ASSIGNMENT >> For every line in the data below that contains "cipher", copy the line.

EXCERPTED RECORDS >>
•••••
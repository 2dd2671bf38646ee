//! Platform-specific path helpers.

use std::path::PathBuf;

/// Platform data directory for vault state.
///
/// - Windows: `%APPDATA%\HavenVault`
/// - macOS: `~/Library/Application Support/HavenVault`
/// - Linux/Other: `~/.local/share/havenvault`
pub fn get_data_dir() -> PathBuf {
    let base = dirs::data_local_dir()
        .or_else(dirs::data_dir)
        .or_else(|| dirs::home_dir().map(|h| h.join(".data")))
        .unwrap_or_else(|| PathBuf::from("."));

    if cfg!(target_os = "linux") {
        base.join("havenvault")
    } else {
        base.join("HavenVault")
    }
}

/// Default on-disk container directory holding the encrypted objects.
///
/// On platforms with a backup service this directory should additionally be
/// flagged as excluded from device backups by the embedding application.
pub fn get_container_dir() -> PathBuf {
    get_data_dir().join("SecureVault")
}

/// Default path of the audit log document.
pub fn get_default_audit_log_path() -> PathBuf {
    get_data_dir().join("vault_audit_log.json")
}

/// Default path of the sync state document (device id, token, versions).
pub fn get_default_sync_state_path() -> PathBuf {
    get_data_dir().join("sync_state.json")
}

#[cfg(test)]
mod tests {
    use super::*;

    #[test]
    fn container_lives_under_data_dir() {
        assert!(get_container_dir().starts_with(get_data_dir()));
    }

    #[test]
    fn audit_log_is_a_json_document() {
        assert!(get_default_audit_log_path()
            .to_string_lossy()
            .ends_with("vault_audit_log.json"));
    }
}
//! Vault services - the cipher state machine and the on-disk container.

mod cipher;
mod store;

pub use cipher::{MetadataBlob, VaultCipher, VAULT_SALT};
pub use store::{VaultEntry, VaultStore};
•••••
EXERCISE RESULT >>
//! Vault services - the cipher state machine and the on-disk container.
mod cipher;
pub use cipher::{MetadataBlob, VaultCipher, VAULT_SALT};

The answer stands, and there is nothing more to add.